SELECT * FROM Celko – September 2013

“The interplay of individual choices, where unorganized segregation is concerned, is a complex system with collective results that bear no close relation to the individual intent.” 
— Thomas C. Schelling – 1969. 
The Department of Housing and Urban Development is imposing a new rule that would allow the government to track diversity in neighborhoods across the country and then push policies to change those it deems discriminatory. The policy, called “Affirmatively Furthering Fair Housing”, would require the agency to gather data on segregation and discrimination in every neighborhood and try to remedy it. 
This remedy is coming from the same people who tried to remedy the housing problem with a sub-prime, no down payment policy and tons of Federal money for social engineering.
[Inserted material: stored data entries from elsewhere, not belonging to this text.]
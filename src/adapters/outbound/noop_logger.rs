use crate::domains::logger::{DomainLogger, DynLogger};
use std::sync::Arc;

pub struct NoopLogger;

impl DomainLogger for NoopLogger {
    fn info(&self, _msg: &str) {}
    fn warn(&self, _msg: &str) {}
    fn error(&self, _msg: &str) {}
}

pub fn init_noop_logger() -> DynLogger {
    Arc::new(NoopLogger)
}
We all know how well that worked. This is not just bad policy, but this is mathematically absurd. 
Today, we play video games in imaginary worlds where you are in complete control. Not many of us keep a giant killer robot in the garage to stomp the countryside. But more than that, these simulations can have their own physics and behaviors that have nothing to do with reality. 
The pure mathematical ancestors of these video games are called cellular automata. Us older programmers remember John Conway’s Game of Life as a popular programming assignment in the 1970’s. You are given an infinite grid of squares and some imaginary creatures that I call Merkles that we represent with a dot in some of the squares.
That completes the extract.